O processo de sucessão à liderança suprema no Irão envolve a Assembleia de Cientistas, composta por 88 clérigos xiitas, a quem cabe a escolha do novo líder da República Islâmica. De acordo com as primeiras fontes, este sistema implementa um sexto mandato de oito anos, que terá início após as eleições de 2024, nas quais os candidatos conservadores obtiveram a maioria. A situação atual surgiu após a morte do aiatolá Ali Khamenei, quando a sua residência oficial foi atingida num ataque à bomba organizado por Israel e pelos Estados Unidos, num ataque que visava promover a mudança de regime no Irão. Após a morte da mais alta autoridade religiosa e política, o sistema estatal ativou um mecanismo único para garantir a continuidade do governo.
Segundo a notícia publicada, o conselho colegiado, incluindo o presidente da República Islâmica, Masud Pezeshkian, liderará o governo interino do país; o chefe do judiciário, Gholamhosein Mohseni-Ejei; e um advogado do Conselho Tutelar. Foi explicado pelo secretário do Conselho Supremo de Segurança Nacional iraniana, Ali Lariyani, que destacou em entrevista à televisão estatal que a criação desta administração transitória será realizada rapidamente, que visa preencher o vazio deixado por Khamenei, que governou o país durante quase quarenta anos.

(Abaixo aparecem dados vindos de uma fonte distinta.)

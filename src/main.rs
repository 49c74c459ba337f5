//! Ho-Ho-Honk entry point
//!
//! Loads a chapter and plays it headless: the autopilot flies, the session
//! restarts after every crash, and a summary is printed at the end.

use std::path::PathBuf;

use anyhow::{Context, Result};
use clap::Parser;

use ho_ho_honk::sim::GameEvent;
use ho_ho_honk::{Chapter, ChapterConfig, Session, ticks_to_secs};

/// Frame rate the headless driver pretends to render at
const FRAME_DT: f32 = 1.0 / 60.0;

#[derive(Debug, Parser)]
#[command(name = "ho-ho-honk", version, about = "Headless chimney-flapper runner")]
struct Args {
    /// Chapter JSON file (built-in defaults if omitted)
    #[arg(long)]
    chapter: Option<PathBuf>,
    /// Session seed
    #[arg(long, default_value_t = 0x5EED)]
    seed: u64,
    /// Simulated wall time to play
    #[arg(long, default_value_t = 60.0)]
    seconds: f32,
    /// No input at all: the player hovers in Idle
    #[arg(long)]
    no_autopilot: bool,
    /// Print the built-in chapter as JSON and exit
    #[arg(long)]
    dump_default_chapter: bool,
}

#[derive(Debug, Default)]
struct Summary {
    runs: u32,
    deaths: u32,
    pairs_spawned: u32,
    fire_pairs: u32,
    pairs_passed: u32,
    collected: u32,
    double_windows: u32,
    ignitions: u32,
    shielded: u32,
}

impl Summary {
    fn record(&mut self, event: &GameEvent) {
        match event {
            GameEvent::RunStarted => self.runs += 1,
            GameEvent::Died { .. } => self.deaths += 1,
            GameEvent::PairSpawned { hazard, .. } => {
                self.pairs_spawned += 1;
                if *hazard {
                    self.fire_pairs += 1;
                }
            }
            GameEvent::PairPassed { .. } => self.pairs_passed += 1,
            GameEvent::Collected { .. } => self.collected += 1,
            GameEvent::DoubleScoreStarted { .. } => self.double_windows += 1,
            GameEvent::FireIgnited { .. } => self.ignitions += 1,
            GameEvent::Shielded { .. } => self.shielded += 1,
            _ => {}
        }
    }
}

fn main() -> Result<()> {
    env_logger::init();
    let args = Args::parse();

    if args.dump_default_chapter {
        let json = ChapterConfig::default()
            .to_json_pretty()
            .context("failed to serialize default chapter")?;
        println!("{json}");
        return Ok(());
    }

    let chapter = match &args.chapter {
        Some(path) => Chapter::load(path)
            .with_context(|| format!("failed to load chapter {}", path.display()))?,
        None => Chapter::default(),
    };

    let mut session = Session::new(chapter, args.seed);
    session.set_autopilot(!args.no_autopilot);

    let frames = (args.seconds.max(0.0) / FRAME_DT).round() as u64;
    let mut summary = Summary::default();
    for _ in 0..frames {
        session.update(FRAME_DT);
        for event in session.drain_events() {
            summary.record(&event);
        }
        if session.state().player.is_dead() {
            session.request_restart();
        }
    }
    let best = session.best_score.max(session.state().score);

    println!("Chapter:        {}", session.chapter().name);
    println!("Seed:           {}", args.seed);
    println!("Runs:           {}", summary.runs);
    println!("Deaths:         {}", summary.deaths);
    println!("Best score:     {}", best);
    println!(
        "Current run:    {:.1}s, score {}",
        ticks_to_secs(session.state().time_ticks),
        session.state().score
    );
    println!(
        "Pairs:          {} spawned ({} burning), {} passed",
        summary.pairs_spawned, summary.fire_pairs, summary.pairs_passed
    );
    println!("Collected:      {}", summary.collected);
    println!("Double windows: {}", summary.double_windows);
    println!("Fire ignitions: {}", summary.ignitions);
    println!("Shielded hits:  {}", summary.shielded);
    Ok(())
}
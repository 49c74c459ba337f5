//! Axis-aligned overlap tests
//!
//! Every hitbox in the game is a rectangle: chimneys, fire gates, pickups and
//! the player. Overlap is all the run needs; there is no collision response.

use glam::Vec2;
use serde::{Deserialize, Serialize};

/// Axis-aligned box stored as center + half extents
#[derive(Debug, Clone, Copy, PartialEq, Serialize, Deserialize)]
pub struct Aabb {
    pub center: Vec2,
    pub half: Vec2,
}

impl Aabb {
    pub fn new(center: Vec2, half: Vec2) -> Self {
        Self { center, half }
    }

    /// Box from center and full size
    pub fn from_size(center: Vec2, size: Vec2) -> Self {
        Self::new(center, size * 0.5)
    }

    #[inline]
    pub fn min(&self) -> Vec2 {
        self.center - self.half
    }

    #[inline]
    pub fn max(&self) -> Vec2 {
        self.center + self.half
    }

    /// Strict overlap (touching edges do not count)
    pub fn overlaps(&self, other: &Aabb) -> bool {
        let d = (self.center - other.center).abs();
        let reach = self.half + other.half;
        d.x < reach.x && d.y < reach.y
    }

    pub fn contains_point(&self, p: Vec2) -> bool {
        let d = (p - self.center).abs();
        d.x <= self.half.x && d.y <= self.half.y
    }
}

#[cfg(test)]
mod tests {
    use super::*;

    #[test]
    fn test_overlap() {
        let a = Aabb::new(Vec2::new(0.0, 0.0), Vec2::new(10.0, 10.0));
        let b = Aabb::new(Vec2::new(15.0, 5.0), Vec2::new(10.0, 10.0));
        assert!(a.overlaps(&b));
        assert!(b.overlaps(&a));
    }

    #[test]
    fn test_touching_edges_do_not_overlap() {
        let a = Aabb::new(Vec2::new(0.0, 0.0), Vec2::new(10.0, 10.0));
        let b = Aabb::new(Vec2::new(20.0, 0.0), Vec2::new(10.0, 10.0));
        assert!(!a.overlaps(&b));
    }

    #[test]
    fn test_separated_on_one_axis() {
        let a = Aabb::from_size(Vec2::new(0.0, 0.0), Vec2::new(20.0, 20.0));
        let b = Aabb::from_size(Vec2::new(5.0, 100.0), Vec2::new(20.0, 20.0));
        assert!(!a.overlaps(&b));
        assert_eq!(a.min(), Vec2::new(-10.0, -10.0));
        assert_eq!(a.max(), Vec2::new(10.0, 10.0));
        assert!(a.contains_point(Vec2::new(10.0, -10.0)));
    }
}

Segundo as fontes anteriormente mencionadas, o governo iraniano anunciou 40 dias de luto oficial e sete dias de feriados, manifestando a sua condenação ao que chama de “crime grave” que, segundo as autoridades, não “ficará impune”. Esta situação ocorre num ambiente de forte incerteza política e social, ao mesmo tempo que o país também perdeu outros altos funcionários durante o ataque, o que complica o equilíbrio de poder nas instituições republicanas e militares.
Os meios de comunicação social salientaram detalhadamente que a República Islâmica raramente passou por tal processo de sucessão em quase 50 anos após a Revolução Islâmica de 1979. A nomeação do próximo líder supremo mostra um carácter sem precedentes para a actual classe política iraniana e para o aparelho religioso, sob a pressão da turbulenta situação internacional e no meio de fortes desafios internos.
A Câmara de Peritos, como órgão de nomeação de sucessores, desempenha hoje um papel importante. Esta instituição é importante porque a sua decisão determinará o tom e a linha estratégica do próximo passo no Irão. Ao mesmo tempo, o conselho interino cumpre a tarefa de manter a estabilidade institucional até que a assembleia conclua o processo de seleção de um novo líder, cujo perfil e orientação política marcarão o rumo futuro da República Islâmica na nova situação geopolítica que se forma após o desaparecimento de Khamenei.
De acordo com os relatos das fontes originais, as autoridades enfatizaram a rapidez da criação do conselho de liderança interino, mostrando a sua intenção de assumir o desafio de uma transição imediata que põe em perigo o funcionamento do aparelho de Estado. A importância deste momento é destacada pela declaração oficial de que o ataque recebido causará consequências negativas que não serão consideradas, e pelo compromisso renovado de punir os responsáveis material e psicologicamente.
Durante o governo de 37 anos de Khamenei, a figura do líder supremo consolidou-se como o centro do sistema político iraniano, e ele exerceu grande influência sobre o governo, as instituições militares e religiosas. A súbita ausência desta figura representa um desafio único para a estrutura institucional, razão pela qual as disposições legais prevêem a criação de um conselho conjunto que garanta a continuidade e evite interrupções ou vazios de poder.
A referida ofensiva militar de Israel e dos Estados Unidos resultou em muitas perdas entre a liderança iraniana, o que intensificou as tensões tanto dentro do país como internacionalmente. Os meios de comunicação social descreveram o ambiente como um ambiente onde prevalece a incerteza, dada a importância da imagem do líder máximo e o impacto da sua ausência no equilíbrio de poder no Médio Oriente.
As condições oficiais do aparelho de Estado iraniano, que o secretário do Conselho Supremo de Segurança Nacional apresentou aos meios de comunicação nacionais, sublinham a legitimidade das medidas tomadas para gerir de forma cooperativa durante o período de transição. A composição do conselho, incluindo representantes do Executivo, do Judiciário e membros do Conselho Tutelar, procura refletir o equilíbrio entre os principais poderes do Estado, conforme estipulado nas regras da República Islâmica.
Os espetáculos de luto e os anúncios apresentados nos meios de comunicação oficiais destacam a importância da história hoje e o seu caráter extraordinário. A continuidade das instituições governamentais e da estabilidade nacional depende, neste caso, da capacidade da liderança interina e da Assembleia de Peritos para gerir a transição, enfrentar as consequências do ataque e o desafio de nomear um novo líder para a República Islâmica.